Warum ein passender Stecker trotzdem falsch sein kann
Bei der Kompatibilität von Batteriesteckern geht es um viel mehr als nur die äußere Form des Steckers. Die elektrischen Kontakte, die Polarität, der Nennstrom, die Kommunikationspins und die Steuersignale hinter diesem Anschluss müssen mit dem Design des Roboters übereinstimmen.
Ein Stecker sollte daher als Schnittstellenspezifikation und nicht als visuelle Kompatibilitätsprüfung behandelt werden.
Nennspannung vs. Betriebsbereich
Die Nennspannung ist nützlich, um die allgemeine Spannungsklasse einer Roboterbatterie zu identifizieren, sie definiert jedoch nicht den gesamten Betriebsbereich.
Ingenieure müssen außerdem wissen:
- Maximale Ladespannung
- Normaler Betriebsspannungsbereich
- Entladeschlussspannung
- Erwartete Spannung unter Last
- Unterspannungsgrenzen der Robotersteuerung
Zwei Akkus mit dem gleichen Nennspannungsetikett können sich bei voller Ladung oder am Ende der Entladung unterschiedlich verhalten. Chemie und Reihenschaltung beeinflussen auch das Verhältnis zwischen Nennspannung, Vollladespannung und Abschaltspannung.
Eine Robotersteuerung, die auf ein Spannungsfenster ausgelegt ist, kann daher bei einem anderen Akku zu früh einen Unterspannungsschwellenwert erreichen oder auf eine Ladespannung außerhalb des vorgesehenen Bereichs stoßen.
Für eine Austausch der Roboterbatterie, sollte die ursprüngliche Nennspannung als Ausgangsspezifikation und nicht als Beweis für die Austauschbarkeit betrachtet werden.
Steckerform im Vergleich zur tatsächlichen Pinbelegung
Die körperliche Passform ist keine Garantie für die elektrische Passform.
Stromanschlüsse können positive und negative Leiter tragen, während fortschrittlichere Batterieschnittstellen auch Folgendes umfassen können:
- CAN-H und CAN-L
- RS485-A und RS485-B
- Masse- oder Referenzsignale
- Weckrufe
- Batterieanwesenheitssignale
- Temperatur- oder Identifikationslinien
Selbst wenn zwei Batterien dasselbe Steckergehäuse verwenden, können diese Kontakte unterschiedlich zugeordnet sein.
Das gleiche Prinzip gilt für Kommunikationsanschlüsse. Ein Stecker im RJ45-Stil beschreibt beispielsweise die physische Verbindung, definiert jedoch nicht selbst, was jeder Pin trägt. Bei einem für CAN oder RS485 verwendeten Stecker sollte niemals davon ausgegangen werden, dass er der Pinbelegung eines anderen Herstellers entspricht, nur weil der Stecker passt.
Für eine zuverlässige Batterieanschlusskompatibilität ist die vollständige Pin-Definition erforderlich.

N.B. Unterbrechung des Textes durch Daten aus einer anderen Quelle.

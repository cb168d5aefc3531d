//! Item sort policies.
//!
//! # Responsibility
//! - Name the orderings a caller can request for item lists.
//! - Order item snapshots under a strict total order.
//!
//! # Invariants
//! - Every policy breaks remaining ties by `uuid`, so repeated calls on
//!   identical input yield identical output.
//! - Sorting never mutates its input; callers get a new vector.

use crate::model::item::Item;
use serde::{Deserialize, Serialize};
use std::cmp::Ordering;
use std::error::Error;
use std::fmt::{Display, Formatter};
use std::str::FromStr;

/// Error for sort policy names that match no known policy.
#[derive(Debug, Clone, PartialEq, Eq)]
pub struct InvalidSortPolicy(pub String);

impl Display for InvalidSortPolicy {
    fn fmt(&self, f: &mut Formatter<'_>) -> std::fmt::Result {
        write!(
            f,
            "unknown sort policy `{}`; expected optimized|creation_date|title",
            self.0
        )
    }
}

impl Error for InvalidSortPolicy {}

/// Named orderings for item lists.
#[derive(Debug, Clone, Copy, Default, PartialEq, Eq, Serialize, Deserialize)]
#[serde(rename_all = "snake_case")]
pub enum SortPolicy {
    /// Ascending by title, case-sensitive codepoint order.
    Title,
    /// Ascending by creation timestamp, oldest first.
    CreationDate,
    /// Incomplete before completed, then priority descending, then oldest
    /// first. Surfaces actionable urgent work while completed items sink to
    /// the bottom without being hidden.
    #[default]
    Optimized,
}

impl SortPolicy {
    /// Stable wire name of this policy.
    pub fn as_str(self) -> &'static str {
        match self {
            Self::Title => "title",
            Self::CreationDate => "creation_date",
            Self::Optimized => "optimized",
        }
    }
}

impl FromStr for SortPolicy {
    type Err = InvalidSortPolicy;

    /// Resolves a policy by wire name.
    ///
    /// Unknown names are an error; nothing silently falls back to the
    /// default policy.
    fn from_str(value: &str) -> Result<Self, Self::Err> {
        match value {
            "title" => Ok(Self::Title),
            "creation_date" => Ok(Self::CreationDate),
            "optimized" => Ok(Self::Optimized),
            other => Err(InvalidSortPolicy(other.to_string())),
        }
    }
}

/// Returns a new vector holding `items` ordered under `policy`.
pub fn sorted_items(items: &[Item], policy: SortPolicy) -> Vec<Item> {
    let mut ordered = items.to_vec();
    ordered.sort_by(|a, b| compare_items(a, b, policy));
    ordered
}

/// Comparator behind [`sorted_items`].
///
/// The policy keys are applied first; `uuid` settles whatever they leave
/// equal, making the order total.
pub fn compare_items(a: &Item, b: &Item, policy: SortPolicy) -> Ordering {
    let by_policy = match policy {
        SortPolicy::Title => a.title.cmp(&b.title),
        SortPolicy::CreationDate => a.created_at.cmp(&b.created_at),
        SortPolicy::Optimized => a
            .completed
            .cmp(&b.completed)
            .then_with(|| b.priority.cmp(&a.priority))
            .then_with(|| a.created_at.cmp(&b.created_at)),
    };
    by_policy.then_with(|| a.uuid.cmp(&b.uuid))
}
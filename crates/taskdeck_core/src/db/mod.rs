//! SQLite storage bootstrap and schema migration entry points.
//!
//! # Responsibility
//! - Open and configure SQLite connections for the tracker store.
//! - Apply schema migrations in deterministic order.
//!
//! # Invariants
//! - Migration version is tracked via `PRAGMA user_version`.
//! - Tracker data must not be read or written before migrations succeed.

use std::error::Error;
use std::fmt::{Display, Formatter};

pub mod migrations;
mod open;

pub use open::{open_store, open_store_in_memory};

pub type DbResult<T> = Result<T, DbError>;

#[derive(Debug)]
pub enum DbError {
    Sqlite(rusqlite::Error),
    UnsupportedSchemaVersion {
        db_version: u32,
        latest_supported: u32,
    },
}

impl Display for DbError {
    fn fmt(&self, f: &mut Formatter<'_>) -> std::fmt::Result {
        match self {
            Self::Sqlite(err) => write!(f, "{err}"),
            Self::UnsupportedSchemaVersion {
                db_version,
                latest_supported,
            } => write!(
                f,
                "database schema version {db_version} is newer than supported {latest_supported}"
            ),
        }
    }
}

impl Error for DbError {
    fn source(&self) -> Option<&(dyn Error + 'static)> {
        match self {
            Self::Sqlite(err) => Some(err),
            Self::UnsupportedSchemaVersion { .. } => None,
        }
    }
}

impl From<rusqlite::Error> for DbError {
    fn from(value: rusqlite::Error) -> Self {
        Self::Sqlite(value)
    }
}
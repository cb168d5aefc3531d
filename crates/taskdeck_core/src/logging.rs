//! Core logging bootstrap and safety policy.
//!
//! # Responsibility
//! - Initialize file-based rolling logs exactly once per process.
//! - Emit stable, metadata-only diagnostic events from core.
//!
//! # Invariants
//! - Logging init is idempotent for the same configuration.
//! - Re-initialization with a different level or directory is rejected.
//! - Logging initialization must not panic.

use flexi_logger::{Cleanup, Criterion, FileSpec, Logger, LoggerHandle, Naming, WriteMode};
use log::{error, info};
use once_cell::sync::OnceCell;
use std::path::{Path, PathBuf};

const LOG_FILE_BASENAME: &str = "taskdeck";
const MAX_LOG_FILE_SIZE_BYTES: u64 = 10 * 1024 * 1024;
const MAX_LOG_FILES: usize = 5;
const MAX_PANIC_PAYLOAD_CHARS: usize = 160;

static LOGGING_STATE: OnceCell<LoggingState> = OnceCell::new();

struct LoggingState {
    level: &'static str,
    log_dir: PathBuf,
    _logger: LoggerHandle,
}

/// Initializes core logging with level and directory.
///
/// Returns `Ok(())` when logging is active, or a human-readable error string
/// when initialization fails.
///
/// # Errors
/// - Returns an error when `level` is unsupported.
/// - Returns an error when `log_dir` is empty, non-absolute, or cannot be
///   created.
/// - Returns an error when the logger backend fails to start.
pub fn init_logging(level: &str, log_dir: &str) -> Result<(), String> {
    let level = normalize_level(level)?;
    let log_dir = normalize_log_dir(log_dir)?;

    let state = LOGGING_STATE.get_or_try_init(|| start_logger(level, log_dir.clone()))?;

    if state.log_dir != log_dir {
        return Err(format!(
            "logging already initialized at `{}`; refusing to switch to `{}`",
            state.log_dir.display(),
            log_dir.display()
        ));
    }
    if state.level != level {
        return Err(format!(
            "logging already initialized with level `{}`; refusing to switch to `{}`",
            state.level, level
        ));
    }

    Ok(())
}

/// Returns active logging status metadata.
///
/// `None` when logging has not been initialized, `(level, log_dir)` when it
/// is active.
pub fn logging_status() -> Option<(&'static str, PathBuf)> {
    LOGGING_STATE
        .get()
        .map(|state| (state.level, state.log_dir.clone()))
}

/// Returns the default log level for the current build mode.
///
/// - `debug` builds -> `debug`
/// - `release` builds -> `info`
pub fn default_log_level() -> &'static str {
    if cfg!(debug_assertions) {
        "debug"
    } else {
        "info"
    }
}

fn start_logger(level: &'static str, log_dir: PathBuf) -> Result<LoggingState, String> {
    std::fs::create_dir_all(&log_dir).map_err(|err| {
        format!(
            "failed to create log directory `{}`: {err}",
            log_dir.display()
        )
    })?;

    let logger = Logger::try_with_str(level)
        .map_err(|err| format!("invalid log level `{level}`: {err}"))?
        .log_to_file(
            FileSpec::default()
                .directory(log_dir.as_path())
                .basename(LOG_FILE_BASENAME),
        )
        .rotate(
            Criterion::Size(MAX_LOG_FILE_SIZE_BYTES),
            Naming::Numbers,
            Cleanup::KeepLogFiles(MAX_LOG_FILES),
        )
        .write_mode(WriteMode::BufferAndFlush)
        .append()
        .format_for_files(flexi_logger::detailed_format)
        .start()
        .map_err(|err| format!("failed to start logger: {err}"))?;

    install_panic_hook();

    info!(
        "event=core_init module=core status=ok level={} log_dir={} version={}",
        level,
        log_dir.display(),
        env!("CARGO_PKG_VERSION")
    );

    Ok(LoggingState {
        level,
        log_dir,
        _logger: logger,
    })
}

fn normalize_level(level: &str) -> Result<&'static str, String> {
    match level.trim().to_ascii_lowercase().as_str() {
        "trace" => Ok("trace"),
        "debug" => Ok("debug"),
        "info" => Ok("info"),
        "warn" | "warning" => Ok("warn"),
        "error" => Ok("error"),
        other => Err(format!(
            "unsupported log level `{other}`; expected trace|debug|info|warn|error"
        )),
    }
}

fn normalize_log_dir(log_dir: &str) -> Result<PathBuf, String> {
    let trimmed = log_dir.trim();
    if trimmed.is_empty() {
        return Err("log_dir cannot be empty".to_string());
    }
    let path = Path::new(trimmed);
    if !path.is_absolute() {
        return Err(format!("log_dir must be an absolute path, got `{trimmed}`"));
    }
    Ok(path.to_path_buf())
}

fn install_panic_hook() {
    // Panic payloads can include user-controlled text; sanitize and cap
    // length before logging.
    let previous_hook = std::panic::take_hook();
    std::panic::set_hook(Box::new(move |panic_info| {
        let location = panic_info
            .location()
            .map(|loc| format!("{}:{}", loc.file(), loc.line()))
            .unwrap_or_else(|| "unknown".to_string());
        let payload = if let Some(message) = panic_info.payload().downcast_ref::<&str>() {
            (*message).to_string()
        } else if let Some(message) = panic_info.payload().downcast_ref::<String>() {
            message.clone()
        } else {
            "non-string panic payload".to_string()
        };
        error!(
            "event=panic_captured module=core status=error location={} payload={}",
            location,
            sanitize_message(&payload, MAX_PANIC_PAYLOAD_CHARS)
        );
        previous_hook(panic_info);
    }));
}

fn sanitize_message(value: &str, max_chars: usize) -> String {
    let normalized = value.replace(['\n', '\r'], " ");
    let mut truncated = normalized.chars().take(max_chars).collect::<String>();
    if normalized.chars().count() > max_chars {
        truncated.push_str("...");
    }
    truncated
}
//! Connection bootstrap utilities for the tracker store.
//!
//! # Responsibility
//! - Open file or in-memory SQLite connections.
//! - Configure connection pragmas required by store behavior.
//! - Trigger schema migrations before returning a usable connection.
//!
//! # Invariants
//! - Returned connections have `foreign_keys=ON`, so project deletion
//!   cascades to owned items.
//! - Returned connections have migrations fully applied.

use super::migrations::apply_migrations;
use super::DbResult;
use log::{error, info};
use rusqlite::Connection;
use std::path::Path;
use std::time::{Duration, Instant};

/// Opens the tracker database file and applies all pending migrations.
///
/// # Side effects
/// - Emits `store_open` logging events with duration and status.
pub fn open_store(path: impl AsRef<Path>) -> DbResult<Connection> {
    prepare(Connection::open(path), "file")
}

/// Opens an in-memory tracker database, mainly for tests and smoke runs.
///
/// # Side effects
/// - Emits `store_open` logging events with duration and status.
pub fn open_store_in_memory() -> DbResult<Connection> {
    prepare(Connection::open_in_memory(), "memory")
}

fn prepare(opened: rusqlite::Result<Connection>, mode: &str) -> DbResult<Connection> {
    let started_at = Instant::now();
    info!("event=store_open module=db status=start mode={mode}");

    let result = opened.map_err(Into::into).and_then(|mut conn| {
        bootstrap_connection(&mut conn)?;
        Ok(conn)
    });

    match &result {
        Ok(_) => info!(
            "event=store_open module=db status=ok mode={mode} duration_ms={}",
            started_at.elapsed().as_millis()
        ),
        Err(err) => error!(
            "event=store_open module=db status=error mode={mode} duration_ms={} error={err}",
            started_at.elapsed().as_millis()
        ),
    }

    result
}

fn bootstrap_connection(conn: &mut Connection) -> DbResult<()> {
    conn.execute_batch("PRAGMA foreign_keys = ON;")?;
    conn.busy_timeout(Duration::from_secs(5))?;
    apply_migrations(conn)?;
    Ok(())
}
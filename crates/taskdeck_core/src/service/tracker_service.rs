//! Tracker read facade and mutation coordinator.
//!
//! # Responsibility
//! - Expose the display-facing read operations over the pure query layer.
//! - Translate position-based deletion requests into entity deletions.
//! - Persist every mutation before returning.
//!
//! # Invariants
//! - Deletion offsets are resolved against one ordered snapshot taken at
//!   call time; the order is never recomputed mid-operation.
//! - Reads return owned snapshots, never live store references.
//! - Mutations take `&mut self`, so one completes before the next begins.

use crate::model::item::{Item, ItemId};
use crate::model::project::{Project, ProjectId};
use crate::query::aggregate::{
    closed_projects_view, open_projects_view, summarize_project, ProjectSummary,
};
use crate::query::feed::{build_home_feed, HomeFeed, DEFAULT_FEED_LIMIT};
use crate::query::sort::{sorted_items, SortPolicy};
use crate::repo::{EntityStore, ItemListQuery, ProjectListQuery, ProjectScope, RepoError};
use log::info;
use std::collections::{BTreeSet, HashSet};
use std::error::Error;
use std::fmt::{Display, Formatter};

pub type TrackerResult<T> = Result<T, TrackerError>;

/// Errors from tracker service operations.
#[derive(Debug)]
pub enum TrackerError {
    /// A deletion offset lies outside the ordered view it was resolved
    /// against.
    PositionOutOfRange { position: usize, len: usize },
    /// Target project does not exist.
    ProjectNotFound(ProjectId),
    /// Store-level failure, propagated unchanged.
    Store(RepoError),
}

impl Display for TrackerError {
    fn fmt(&self, f: &mut Formatter<'_>) -> std::fmt::Result {
        match self {
            Self::PositionOutOfRange { position, len } => write!(
                f,
                "position {position} is out of range for a view of {len} item(s)"
            ),
            Self::ProjectNotFound(id) => write!(f, "project not found: {id}"),
            Self::Store(err) => write!(f, "{err}"),
        }
    }
}

impl Error for TrackerError {
    fn source(&self) -> Option<&(dyn Error + 'static)> {
        match self {
            Self::Store(err) => Some(err),
            _ => None,
        }
    }
}

impl From<RepoError> for TrackerError {
    fn from(value: RepoError) -> Self {
        match value {
            RepoError::ProjectNotFound(id) => Self::ProjectNotFound(id),
            other => Self::Store(other),
        }
    }
}

/// Facade over the entity store for presentation callers.
pub struct TrackerService<S: EntityStore> {
    store: S,
}

impl<S: EntityStore> TrackerService<S> {
    /// Creates a service using the provided store implementation.
    pub fn new(store: S) -> Self {
        Self { store }
    }

    /// Builds the home feed with the default limit of
    /// [`DEFAULT_FEED_LIMIT`] items.
    pub fn home_feed(&self) -> TrackerResult<HomeFeed> {
        self.home_feed_with_limit(DEFAULT_FEED_LIMIT)
    }

    /// Builds the home feed capped at `limit` items.
    ///
    /// # Contract
    /// - Selects incomplete items across every open project; unassigned
    ///   items are included, items of closed projects never qualify.
    /// - Never pads and never errors on an empty result.
    pub fn home_feed_with_limit(&self, limit: usize) -> TrackerResult<HomeFeed> {
        let open: HashSet<ProjectId> = self
            .store
            .list_projects(&ProjectListQuery {
                closed: Some(false),
            })?
            .into_iter()
            .map(|project| project.uuid)
            .collect();

        let items: Vec<Item> = self
            .store
            .list_items(&ItemListQuery {
                completed: Some(false),
                ..ItemListQuery::default()
            })?
            .into_iter()
            .filter(|item| {
                item.project_uuid
                    .map_or(true, |project| open.contains(&project))
            })
            .collect();

        Ok(build_home_feed(&items, limit))
    }

    /// Lists the items of `project` ordered under `policy`.
    ///
    /// This is the authoritative ordering for position-based deletion.
    pub fn project_items(
        &self,
        project: ProjectId,
        policy: SortPolicy,
    ) -> TrackerResult<Vec<Item>> {
        self.require_project(project)?;
        let items = self.store.list_items(&ItemListQuery {
            scope: ProjectScope::Project(project),
            ..ItemListQuery::default()
        })?;
        Ok(sorted_items(&items, policy))
    }

    /// Lists items with no owning project, ordered under `policy`.
    pub fn unassigned_items(&self, policy: SortPolicy) -> TrackerResult<Vec<Item>> {
        let items = self.store.list_items(&ItemListQuery {
            scope: ProjectScope::Unassigned,
            ..ItemListQuery::default()
        })?;
        Ok(sorted_items(&items, policy))
    }

    /// Open projects, title ascending.
    pub fn open_projects(&self) -> TrackerResult<Vec<Project>> {
        let projects = self.store.list_projects(&ProjectListQuery {
            closed: Some(false),
        })?;
        Ok(open_projects_view(&projects))
    }

    /// Closed projects, most recently created first.
    pub fn closed_projects(&self) -> TrackerResult<Vec<Project>> {
        let projects = self.store.list_projects(&ProjectListQuery { closed: Some(true) })?;
        Ok(closed_projects_view(&projects))
    }

    /// Progress snapshot for one project, recomputed from its current items.
    pub fn project_summary(&self, project: ProjectId) -> TrackerResult<ProjectSummary> {
        let record = self
            .store
            .get_project(project)?
            .ok_or(TrackerError::ProjectNotFound(project))?;
        let items = self.store.list_items(&ItemListQuery {
            scope: ProjectScope::Project(project),
            ..ItemListQuery::default()
        })?;
        Ok(summarize_project(&record, &items))
    }

    /// Progress snapshots for every open project, title ascending.
    pub fn open_project_summaries(&self) -> TrackerResult<Vec<ProjectSummary>> {
        let projects = self.open_projects()?;
        let mut summaries = Vec::with_capacity(projects.len());
        for project in projects {
            let items = self.store.list_items(&ItemListQuery {
                scope: ProjectScope::Project(project.uuid),
                ..ItemListQuery::default()
            })?;
            summaries.push(summarize_project(&project, &items));
        }
        Ok(summaries)
    }

    /// Creates an open project with default fields and persists it.
    pub fn create_project(&mut self) -> TrackerResult<ProjectId> {
        let project = Project::new();
        let id = self.store.create_project(&project)?;
        self.store.save()?;
        info!("event=create_project module=service status=ok project={id}");
        Ok(id)
    }

    /// Creates an incomplete item and persists it.
    ///
    /// # Contract
    /// - `project = None` yields an unassigned item, not an error; it can be
    ///   assigned later through [`TrackerService::update_item`].
    /// - A dangling project id fails with `ProjectNotFound`.
    pub fn create_item(&mut self, project: Option<ProjectId>) -> TrackerResult<ItemId> {
        if let Some(project) = project {
            self.require_project(project)?;
        }

        let item = Item::new(project);
        let id = self.store.create_item(&item)?;
        self.store.save()?;
        info!(
            "event=create_item module=service status=ok item={id} assigned={}",
            project.is_some()
        );
        Ok(id)
    }

    /// Replaces an item's stored fields and persists the change.
    pub fn update_item(&mut self, item: &Item) -> TrackerResult<()> {
        if let Some(project) = item.project_uuid {
            self.require_project(project)?;
        }
        self.store.update_item(item)?;
        self.store.save()?;
        Ok(())
    }

    /// Replaces a project's stored fields and persists the change.
    ///
    /// Closing and reopening a project happens through this operation.
    pub fn update_project(&mut self, project: &Project) -> TrackerResult<()> {
        self.store.update_project(project)?;
        self.store.save()?;
        Ok(())
    }

    /// Deletes the items shown at `positions` in the ordered view
    /// [`TrackerService::project_items`] produces at call time.
    ///
    /// # Contract
    /// - The ordered view is materialized once; every offset resolves
    ///   against that single snapshot.
    /// - Any offset outside the view fails with `PositionOutOfRange` and
    ///   leaves the store unchanged.
    /// - Duplicate offsets collapse to one deletion.
    pub fn delete_items_at_positions(
        &mut self,
        project: ProjectId,
        policy: SortPolicy,
        positions: &[usize],
    ) -> TrackerResult<()> {
        let snapshot = self.project_items(project, policy)?;

        let mut resolved = BTreeSet::new();
        for &position in positions {
            if position >= snapshot.len() {
                return Err(TrackerError::PositionOutOfRange {
                    position,
                    len: snapshot.len(),
                });
            }
            resolved.insert(position);
        }

        let ids: Vec<ItemId> = resolved
            .iter()
            .map(|&position| snapshot[position].uuid)
            .collect();
        self.store.delete_items(&ids)?;
        self.store.save()?;
        info!(
            "event=delete_items module=service status=ok project={project} count={}",
            ids.len()
        );
        Ok(())
    }

    /// Deletes a project and, through the store cascade, every item it owns.
    pub fn delete_project(&mut self, project: ProjectId) -> TrackerResult<()> {
        self.store.delete_project(project)?;
        self.store.save()?;
        info!("event=delete_project module=service status=ok project={project}");
        Ok(())
    }

    /// Commits pending state; idempotent when nothing is pending.
    pub fn save(&mut self) -> TrackerResult<()> {
        self.store.save()?;
        Ok(())
    }

    /// Gets one item by stable id.
    pub fn item(&self, id: ItemId) -> TrackerResult<Option<Item>> {
        Ok(self.store.get_item(id)?)
    }

    /// Gets one project by stable id.
    pub fn project(&self, id: ProjectId) -> TrackerResult<Option<Project>> {
        Ok(self.store.get_project(id)?)
    }

    fn require_project(&self, project: ProjectId) -> TrackerResult<()> {
        match self.store.get_project(project)? {
            Some(_) => Ok(()),
            None => Err(TrackerError::ProjectNotFound(project)),
        }
    }
}
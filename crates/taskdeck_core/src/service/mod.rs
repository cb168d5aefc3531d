//! Tracker use-case services.
//!
//! # Responsibility
//! - Orchestrate store access into the read and mutation operations the
//!   presentation layer consumes.
//! - Keep callers decoupled from SQL and ordering details.

pub mod tracker_service;
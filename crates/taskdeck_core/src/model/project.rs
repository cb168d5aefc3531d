//! Project domain model.
//!
//! # Responsibility
//! - Define the record that groups work items and tracks archive state.
//! - Resolve display defaults (title, palette color) at the read boundary.
//!
//! # Invariants
//! - `uuid` is stable and never reused for another project.
//! - `closed` is the source of truth for archive state.
//! - An unrecognized stored color is kept as-is; only its display resolution
//!   falls back.

use serde::{Deserialize, Serialize};
use uuid::Uuid;

/// Stable identifier for a project.
pub type ProjectId = Uuid;

/// Title shown for projects whose stored title is empty.
pub const DEFAULT_PROJECT_TITLE: &str = "New Project";

/// Color used when a project has no color or an unrecognized one.
pub const DEFAULT_PROJECT_COLOR: &str = "Light Blue";

/// Named palette a project color may reference.
pub const PROJECT_COLORS: &[&str] = &[
    "Pink",
    "Purple",
    "Red",
    "Orange",
    "Gold",
    "Green",
    "Teal",
    "Light Blue",
    "Dark Blue",
    "Midnight",
    "Dark Gray",
    "Gray",
];

/// A group of work items with a shared color and archive state.
#[derive(Debug, Clone, PartialEq, Eq, Serialize, Deserialize)]
pub struct Project {
    /// Stable global ID used for item ownership and ordering tie-breaks.
    pub uuid: ProjectId,
    /// User-facing title. May be empty; see [`Project::display_title`].
    pub title: String,
    /// Palette color identifier. Validated at display time only.
    pub color: Option<String>,
    /// True once the project is archived.
    pub closed: bool,
    /// Creation timestamp in Unix epoch milliseconds.
    pub created_at: i64,
}

impl Project {
    /// Creates an open project with empty title, no color and
    /// `created_at = now`.
    pub fn new() -> Self {
        Self::with_id(Uuid::new_v4())
    }

    /// Creates a project with a caller-provided stable ID.
    pub fn with_id(uuid: ProjectId) -> Self {
        Self {
            uuid,
            title: String::new(),
            color: None,
            closed: false,
            created_at: super::now_epoch_ms(),
        }
    }

    /// Returns the stored title, or the placeholder when it is empty.
    pub fn display_title(&self) -> &str {
        if self.title.is_empty() {
            DEFAULT_PROJECT_TITLE
        } else {
            &self.title
        }
    }

    /// Returns the stored color when it names a palette entry, otherwise
    /// [`DEFAULT_PROJECT_COLOR`].
    pub fn display_color(&self) -> &str {
        match self.color.as_deref() {
            Some(color) if PROJECT_COLORS.contains(&color) => color,
            _ => DEFAULT_PROJECT_COLOR,
        }
    }
}

impl Default for Project {
    fn default() -> Self {
        Self::new()
    }
}
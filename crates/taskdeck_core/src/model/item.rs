//! Work item domain model.
//!
//! # Responsibility
//! - Define the record for a single unit of work tracked under a project.
//! - Provide constructors with tracker defaults and display fallbacks.
//!
//! # Invariants
//! - `uuid` is stable and never reused for another item.
//! - An item references at most one owning project at a time.
//! - Display fallbacks never rewrite the stored value.

use serde::{Deserialize, Serialize};
use uuid::Uuid;

use crate::model::project::ProjectId;

/// Stable identifier for a work item.
///
/// Kept as a type alias to make semantic intent explicit in signatures.
pub type ItemId = Uuid;

/// Title shown for items whose stored title is empty.
pub const DEFAULT_ITEM_TITLE: &str = "New Item";

/// A single unit of work, owned by zero or one project.
#[derive(Debug, Clone, PartialEq, Eq, Serialize, Deserialize)]
pub struct Item {
    /// Stable global ID used for ordering tie-breaks and deletion.
    pub uuid: ItemId,
    /// User-facing title. May be empty; see [`Item::display_title`].
    pub title: String,
    /// Free-form detail text. May be empty.
    pub detail: String,
    /// Completion state. Completed items sink in the optimized order and
    /// never enter the home feed.
    pub completed: bool,
    /// Urgency weight, higher is more urgent. No fixed bound.
    pub priority: i64,
    /// Creation timestamp in Unix epoch milliseconds.
    pub created_at: i64,
    /// Owning project. `None` means the item is unassigned.
    pub project_uuid: Option<ProjectId>,
}

impl Item {
    /// Creates an item with tracker defaults: empty title and detail,
    /// incomplete, priority 0, `created_at = now`.
    pub fn new(project_uuid: Option<ProjectId>) -> Self {
        Self::with_id(Uuid::new_v4(), project_uuid)
    }

    /// Creates an item with a caller-provided stable ID.
    ///
    /// Used by import/test paths where identity already exists externally.
    pub fn with_id(uuid: ItemId, project_uuid: Option<ProjectId>) -> Self {
        Self {
            uuid,
            title: String::new(),
            detail: String::new(),
            completed: false,
            priority: 0,
            created_at: super::now_epoch_ms(),
            project_uuid,
        }
    }

    /// Returns the stored title, or the placeholder when it is empty.
    pub fn display_title(&self) -> &str {
        if self.title.is_empty() {
            DEFAULT_ITEM_TITLE
        } else {
            &self.title
        }
    }
}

Warum Stromwerte bei Motoranlauflasten wichtig sind
Roboter ziehen selten einen vollkommen konstanten Strom.
Antriebsmotoren, Hebemechanismen, Aktuatoren, Pumpen, Manipulatoren und schnelle Beschleunigungen können kurze Zeiträume mit wesentlich höherem Bedarf erzeugen als der stationäre Betrieb. Die Roboterbatterie muss daher sowohl der zu erwartenden Dauerlast als auch der erforderlichen Spitzenlast standhalten.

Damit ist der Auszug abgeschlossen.